*** Block opens ***

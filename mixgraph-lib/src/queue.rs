//! Unbounded lock-free FIFO used to ship control changes onto the render thread.
//!
//! The queue is a singly linked list that always holds one sentinel node. The
//! consumer owns the tail (the sentinel) and reads `tail.next` to find the
//! oldest unread item; producers own the head and publish a new node by writing
//! the previous head's `next` pointer. Because a node's payload is written before
//! the pointer that exposes it, the consumer never observes a half-initialized
//! item and neither side ever takes a lock.
//!
//! Two modes are provided:
//! - [`Spsc`]: one producer. The producer moves the head with plain stores and
//!   issues a full fence before publishing.
//! - [`Mpsc`]: many producers. Producers race on an atomic swap of the head and
//!   then link the node they displaced. Between the swap and the link a newer
//!   node can exist while an older node's `next` is still null; the consumer
//!   simply stops at the first null link and sees the rest on a later call.
//!
//! ```
//! use mixgraph_lib::queue;
//!
//! let (tx, mut rx) = queue::mpsc::<u32>();
//! let tx2 = tx.clone();
//! tx.enqueue(1).unwrap();
//! tx2.enqueue(2).unwrap();
//! assert_eq!(rx.dequeue(), Some(1));
//! assert_eq!(rx.dequeue(), Some(2));
//! assert!(rx.is_empty());
//! ```

use std::alloc::{self, Layout};
use std::cell::{Cell, UnsafeCell};
use std::marker::PhantomData;
use std::ptr;
use std::sync::atomic::{fence, AtomicPtr, Ordering};
use std::sync::Arc;

/// Single-producer, single-consumer mode marker.
#[derive(Debug)]
pub enum Spsc {}

/// Multiple-producer, single-consumer mode marker.
#[derive(Debug)]
pub enum Mpsc {}

struct Node<T> {
    next: AtomicPtr<Node<T>>,
    item: Option<T>,
}

impl<T> Node<T> {
    fn sentinel() -> *mut Node<T> {
        Box::into_raw(Box::new(Node {
            next: AtomicPtr::new(ptr::null_mut()),
            item: None,
        }))
    }

    /// Allocate a node without aborting on allocation failure.
    fn try_alloc(item: T) -> Result<*mut Node<T>, T> {
        let layout = Layout::new::<Node<T>>();
        // SAFETY: the layout is non-zero sized because it holds an AtomicPtr.
        let raw = unsafe { alloc::alloc(layout) } as *mut Node<T>;
        if raw.is_null() {
            return Err(item);
        }
        // SAFETY: `raw` is a fresh, properly aligned allocation for Node<T>.
        unsafe {
            raw.write(Node {
                next: AtomicPtr::new(ptr::null_mut()),
                item: Some(item),
            });
        }
        Ok(raw)
    }

    /// # Safety
    /// `node` must come from `sentinel`/`try_alloc` and must not be used again.
    unsafe fn free(node: *mut Node<T>) {
        // The global allocator and layout match, so Box may reclaim it.
        drop(Box::from_raw(node));
    }
}

struct Shared<T> {
    /// Producer-side insertion point. Never null.
    head: AtomicPtr<Node<T>>,
    /// Consumer-side sentinel. Only the consumer reads or writes it.
    tail: UnsafeCell<*mut Node<T>>,
}

// SAFETY: items move between threads by value; the tail is confined to the
// single consumer handle and the head is only touched through atomics.
unsafe impl<T: Send> Send for Shared<T> {}
unsafe impl<T: Send> Sync for Shared<T> {}

impl<T> Shared<T> {
    fn new() -> Self {
        let sentinel = Node::sentinel();
        Self {
            head: AtomicPtr::new(sentinel),
            tail: UnsafeCell::new(sentinel),
        }
    }
}

impl<T> Drop for Shared<T> {
    fn drop(&mut self) {
        // Every handle is gone, so no producer is between swap and link.
        let mut node = *self.tail.get_mut();
        while !node.is_null() {
            // SAFETY: we have exclusive access and each node is freed once.
            unsafe {
                let next = (*node).next.load(Ordering::Acquire);
                Node::free(node);
                node = next;
            }
        }
    }
}

/// Producer half of a command queue.
pub struct Producer<T, M> {
    shared: Arc<Shared<T>>,
    _mode: PhantomData<M>,
}

/// Consumer half of a command queue. There is exactly one per queue.
pub struct Consumer<T, M> {
    shared: Arc<Shared<T>>,
    _mode: PhantomData<M>,
    _not_sync: PhantomData<Cell<()>>,
}

/// Create a single-producer, single-consumer queue.
pub fn spsc<T: Send>() -> (Producer<T, Spsc>, Consumer<T, Spsc>) {
    split()
}

/// Create a multiple-producer, single-consumer queue.
///
/// The producer half is cloneable; clones share the same queue.
pub fn mpsc<T: Send>() -> (Producer<T, Mpsc>, Consumer<T, Mpsc>) {
    split()
}

fn split<T, M>() -> (Producer<T, M>, Consumer<T, M>) {
    let shared = Arc::new(Shared::new());
    (
        Producer {
            shared: shared.clone(),
            _mode: PhantomData,
        },
        Consumer {
            shared,
            _mode: PhantomData,
            _not_sync: PhantomData,
        },
    )
}

impl<T: Send> Producer<T, Spsc> {
    /// Append an item at the head of the queue.
    ///
    /// Never blocks. Returns the item back if the node allocation failed.
    pub fn enqueue(&mut self, item: T) -> Result<(), T> {
        let node = Node::try_alloc(item)?;
        let old_head = self.shared.head.load(Ordering::Relaxed);
        self.shared.head.store(node, Ordering::Relaxed);
        // The payload write must be visible before the link that exposes it.
        fence(Ordering::SeqCst);
        // SAFETY: the consumer cannot free `old_head` until its `next` is set.
        unsafe { (*old_head).next.store(node, Ordering::Release) };
        Ok(())
    }
}

impl<T: Send> Producer<T, Mpsc> {
    /// Append an item at the head of the queue from any producer thread.
    ///
    /// Never blocks. Returns the item back if the node allocation failed.
    pub fn enqueue(&self, item: T) -> Result<(), T> {
        let node = Node::try_alloc(item)?;
        let old_head = self.shared.head.swap(node, Ordering::AcqRel);
        // SAFETY: the consumer cannot free `old_head` until its `next` is set,
        // and only the producer that displaced it ever writes that link.
        unsafe { (*old_head).next.store(node, Ordering::Release) };
        Ok(())
    }
}

impl<T> Clone for Producer<T, Mpsc> {
    fn clone(&self) -> Self {
        Self {
            shared: self.shared.clone(),
            _mode: PhantomData,
        }
    }
}

impl<T, M> Consumer<T, M> {
    fn next_node(&self) -> *mut Node<T> {
        // SAFETY: the tail is only accessed through the unique consumer.
        unsafe { (**self.shared.tail.get()).next.load(Ordering::Acquire) }
    }

    /// Remove and return the oldest published item, or `None` when empty.
    pub fn dequeue(&mut self) -> Option<T> {
        let popped = self.next_node();
        if popped.is_null() {
            return None;
        }
        // SAFETY: `popped` is published and owned by the consumer from here on;
        // the old sentinel is no longer reachable by any producer.
        unsafe {
            let item = (*popped).item.take();
            let old_tail = std::mem::replace(&mut *self.shared.tail.get(), popped);
            Node::free(old_tail);
            item
        }
    }

    /// Remove the oldest item, dropping it. Returns `false` when empty.
    pub fn pop(&mut self) -> bool {
        self.dequeue().is_some()
    }

    /// Borrow the oldest item without removing it.
    pub fn peek(&self) -> Option<&T> {
        let next = self.next_node();
        if next.is_null() {
            return None;
        }
        // SAFETY: published nodes are only freed by `dequeue`, which needs `&mut self`.
        unsafe { (*next).item.as_ref() }
    }

    /// Mutably borrow the oldest item without removing it.
    pub fn peek_mut(&mut self) -> Option<&mut T> {
        let next = self.next_node();
        if next.is_null() {
            return None;
        }
        // SAFETY: as in `peek`, and `&mut self` excludes other borrows.
        unsafe { (*next).item.as_mut() }
    }

    /// `true` when no published item is waiting.
    ///
    /// In MPSC mode this may report empty while a producer is mid-publish.
    pub fn is_empty(&self) -> bool {
        self.next_node().is_null()
    }

    /// Discard every published item.
    pub fn clear(&mut self) {
        while self.pop() {}
    }

    /// Iterate over items as they are dequeued.
    pub fn drain(&mut self) -> Drain<'_, T, M> {
        Drain { consumer: self }
    }
}

/// Draining iterator returned by [`Consumer::drain`].
pub struct Drain<'a, T, M> {
    consumer: &'a mut Consumer<T, M>,
}

impl<T, M> Iterator for Drain<'_, T, M> {
    type Item = T;

    fn next(&mut self) -> Option<T> {
        self.consumer.dequeue()
    }
}

impl<T, M> std::fmt::Debug for Consumer<T, M> {
    fn fmt(&self, f: &mut std::fmt::Formatter<'_>) -> std::fmt::Result {
        f.debug_struct("Consumer")
            .field("is_empty", &self.is_empty())
            .finish()
    }
}

impl<T, M> std::fmt::Debug for Producer<T, M> {
    fn fmt(&self, f: &mut std::fmt::Formatter<'_>) -> std::fmt::Result {
        f.debug_struct("Producer").finish_non_exhaustive()
    }
}

#[cfg(test)]
mod tests {
    use super::*;
    use rand::Rng;
    use std::sync::atomic::AtomicUsize;
    use std::thread;

    struct DropCounter(Arc<AtomicUsize>);

    impl Drop for DropCounter {
        fn drop(&mut self) {
            self.0.fetch_add(1, Ordering::SeqCst);
        }
    }

    #[test]
    fn new_queue_is_empty() {
        let (_tx, rx) = spsc::<u8>();
        assert!(rx.is_empty());
        assert!(rx.peek().is_none());
    }

    #[test]
    fn single_enqueue_makes_queue_non_empty() {
        let (mut tx, mut rx) = spsc();
        tx.enqueue(7_u32).unwrap();
        assert!(!rx.is_empty());
        assert_eq!(rx.peek(), Some(&7));
        assert_eq!(rx.dequeue(), Some(7));
        assert!(rx.is_empty());
        assert_eq!(rx.dequeue(), None);
    }

    #[test]
    fn dequeue_preserves_fifo_order() {
        let (tx, mut rx) = mpsc();
        for value in 0..32 {
            tx.enqueue(value).unwrap();
        }
        let drained: Vec<i32> = rx.drain().collect();
        assert_eq!(drained, (0..32).collect::<Vec<_>>());
    }

    #[test]
    fn peek_mut_edits_in_place() {
        let (mut tx, mut rx) = spsc();
        tx.enqueue(String::from("a")).unwrap();
        if let Some(item) = rx.peek_mut() {
            item.push('b');
        }
        assert_eq!(rx.dequeue().as_deref(), Some("ab"));
    }

    #[test]
    fn clear_drops_each_item_once() {
        let drops = Arc::new(AtomicUsize::new(0));
        let (mut tx, mut rx) = spsc();
        for _ in 0..5 {
            assert!(tx.enqueue(DropCounter(drops.clone())).is_ok());
        }
        rx.clear();
        assert!(rx.is_empty());
        assert_eq!(drops.load(Ordering::SeqCst), 5);
    }

    #[test]
    fn dropping_queue_frees_pending_items() {
        let drops = Arc::new(AtomicUsize::new(0));
        {
            let (tx, mut rx) = mpsc();
            for _ in 0..4 {
                assert!(tx.enqueue(DropCounter(drops.clone())).is_ok());
            }
            assert!(rx.pop());
            assert_eq!(drops.load(Ordering::SeqCst), 1);
        }
        assert_eq!(drops.load(Ordering::SeqCst), 4);
    }

    #[test]
    fn spsc_across_threads_keeps_order() {
        const COUNT: u64 = 50_000;
        let (mut tx, mut rx) = spsc();
        let producer = thread::spawn(move || {
            for value in 0..COUNT {
                tx.enqueue(value).unwrap();
            }
        });

        let mut expected = 0;
        while expected < COUNT {
            match rx.dequeue() {
                Some(value) => {
                    assert_eq!(value, expected);
                    expected += 1;
                }
                None => thread::yield_now(),
            }
        }
        producer.join().unwrap();
        assert!(rx.is_empty());
    }

    #[test]
    fn mpsc_delivers_every_item_once_in_producer_order() {
        const PRODUCERS: usize = 4;
        const PER_PRODUCER: usize = 10_000;
        let (tx, mut rx) = mpsc::<(usize, usize)>();

        let handles: Vec<_> = (0..PRODUCERS)
            .map(|producer_id| {
                let tx = tx.clone();
                thread::spawn(move || {
                    let mut rng = rand::thread_rng();
                    for seq in 0..PER_PRODUCER {
                        tx.enqueue((producer_id, seq)).unwrap();
                        if rng.gen_bool(0.01) {
                            thread::yield_now();
                        }
                    }
                })
            })
            .collect();
        drop(tx);

        let mut next_seq = vec![0_usize; PRODUCERS];
        let mut received = 0;
        while received < PRODUCERS * PER_PRODUCER {
            match rx.dequeue() {
                Some((producer_id, seq)) => {
                    assert_eq!(seq, next_seq[producer_id]);
                    next_seq[producer_id] += 1;
                    received += 1;
                }
                None => thread::yield_now(),
            }
        }

        for handle in handles {
            handle.join().unwrap();
        }
        assert!(next_seq.iter().all(|&seq| seq == PER_PRODUCER));
        assert!(rx.is_empty());
    }
}
impl ControlState {
    fn submix(&self, id: SubmixId) -> Result<&SubmixRecord> {
        self.submixes.get(&id).ok_or(MixerError::UnknownSubmix(id))
    }

    fn send(&self, id: SubmixId, command: SubmixCommand) -> Result<()> {
        self.submix(id)?
            .commands
            .enqueue(command)
            .map_err(|_| MixerError::QueueAllocation)
    }

    /// True if `ancestor` is reachable from `node` by following parents.
    fn is_ancestor(&self, ancestor: SubmixId, node: SubmixId) -> bool {
        let mut current = Some(node);
        let mut steps = 0;
        while let Some(id) = current {
            if id == ancestor {
                return true;
            }
            steps += 1;
            if steps > self.submixes.len() {
                return true;
            }
            current = self.submixes.get(&id).and_then(|record| record.parent);
        }
        false
    }
}

struct HandleInner {
    sample_rate: u32,
    channels: usize,
    frames: usize,
    max_submixes: usize,
    fade_seconds: f32,
    device: Producer<DeviceCommand, Mpsc>,
    state: Mutex<ControlState>,
    garbage: Mutex<Consumer<Garbage, Spsc>>,
}

/// Cloneable control handle; every clone drives the same mixer.
#[derive(Clone)]
pub struct MixerHandle {
    inner: Arc<HandleInner>,
}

*** Block closes ***

Work task:
If a line in the entries above contains "payload", include it in the count, then report only the total.

Exercise answer:
2